Hari ini, aku merasakan kembali pelukan itu dan tubuh aku bergetar hebat. Aku terguncang karena sekali lagi, serupa tengah malam di pertengahan bulan Desember itu, aku menyadari bahwa aku sudah mengoyak satu hati yang tidak memiliki kemampuan untuk menyembuhkan diri. Kalau tadi aku meyakinkan Edd bahwa dia pasti akan mampu melalui patah hati seberat apapun, aku mengatakan itu karena aku nggak mau Edd mengalami apa yang dialami oleh Jerome. Jangankan Jerome sendiri, hati aku tengah malam itu pun, ikut tercabik.

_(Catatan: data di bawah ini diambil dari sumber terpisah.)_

use crate::{
    http::personality::Http,
    limits::ProtocolLimits,
    server::routes::Routes,
    ws::socket::WebSocket,
};
use std::sync::Arc;
use tracing::debug;

/// The transport under a [`Connection`].
///
/// `send` queues bytes for the peer in order; `request_close` asks the
/// transport to close once the queued bytes are written.
pub trait Session {
    fn send(&mut self, bytes: Vec<u8>);
    fn request_close(&mut self);
}

/// The protocol currently spoken on a connection.
///
/// A connection starts as [`Http`] and may switch to [`WebSocket`] once,
/// after a successful upgrade handshake.
pub enum Personality {
    Http(Http),
    WebSocket(WebSocket),
}

/// How far a personality got through a chunk of input.
pub(crate) enum Consumed {
    /// Every byte was used, more may come.
    All,
    /// The connection must close; remaining input is discarded.
    Closed,
    /// The first `used` bytes ended with an accepted upgrade.
    Upgrade { used: usize, socket: WebSocket },
}

impl Personality {
    #[inline]
    pub fn is_websocket(&self) -> bool {
        matches!(self, Personality::WebSocket(_))
    }

    #[inline]
    fn consume(&mut self, session: &mut dyn Session, input: &[u8]) -> Consumed {
        match self {
            Personality::Http(http) => http.consume(session, input),
            Personality::WebSocket(socket) => socket.consume(session, input),
        }
    }

    #[inline]
    fn closing(&mut self, session: &mut dyn Session) {
        if let Personality::WebSocket(socket) = self {
            socket.closing(session);
        }
    }
}

/// Binds a [`Session`] to its current [`Personality`].
///
/// Feed it input with [`process_input`](Self::process_input) and call
/// [`close`](Self::close) once the transport goes away. The server drives one
/// per TCP socket; other event loops can drive their own.
pub struct Connection<S: Session> {
    session: S,
    personality: Personality,
    closing: bool,
    closed: bool,
}

impl<S: Session> Connection<S> {
    pub fn new(session: S, routes: Arc<Routes>, limits: &ProtocolLimits) -> Self {
        Self {
            session,
            personality: Personality::Http(Http::new(routes, limits)),
            closing: false,
            closed: false,
        }
    }

    /// Hands input to the current personality.
    ///
    /// Bytes left over after an upgrade go to the new personality within the
    /// same call. Returns `false` once the connection should close; further
    /// input is then ignored.
    pub fn process_input(&mut self, mut input: &[u8]) -> bool {
        while !self.closing && !input.is_empty() {
            match self.personality.consume(&mut self.session, input) {
                Consumed::All => break,
                Consumed::Closed => self.closing = true,
                Consumed::Upgrade { used, mut socket } => {
                    input = &input[used..];
                    debug!(leftover = input.len(), "switching to websocket");

                    let open = socket.connected(&mut self.session);
                    self.personality = Personality::WebSocket(socket);
                    if !open {
                        self.closing = true;
                    }
                }
            }
        }

        !self.closing
    }

    /// Runs the personality's close notification. Only the first call acts.
    pub fn close(&mut self) {
        if self.closed {
            return;
        }
        self.closed = true;
        self.closing = true;

        self.personality.closing(&mut self.session);
    }

    #[inline]
    pub fn personality(&self) -> &Personality {
        &self.personality
    }

    #[inline]
    pub fn session(&self) -> &S {
        &self.session
    }

    #[inline]
    pub fn session_mut(&mut self) -> &mut S {
        &mut self.session
    }
}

"Kamu ngapain di sini, Stevan?" tanya aku. Aku tatap wajah Jerome yang kini hanya berjarak beberapa inchi saja dari ujung hidung aku yang mancung. Tangan Jerome masih menyentuh kedua sisi lengan aku dan mengelusnya dengan gerakan lambat. Oh manik mata Jerome menatap langsung ke mata aku. Aku mengerjap untuk mengusirnya.

Jerome mungkin merasakan betapa kikuknya sikap aku, oleh sebab itu matanya yang indah bernaung bulu mata lebat menggemaskan ikut mengerjap, "Oh, aku nganter Si Moma periksa..." dia bilang. Agak terbata.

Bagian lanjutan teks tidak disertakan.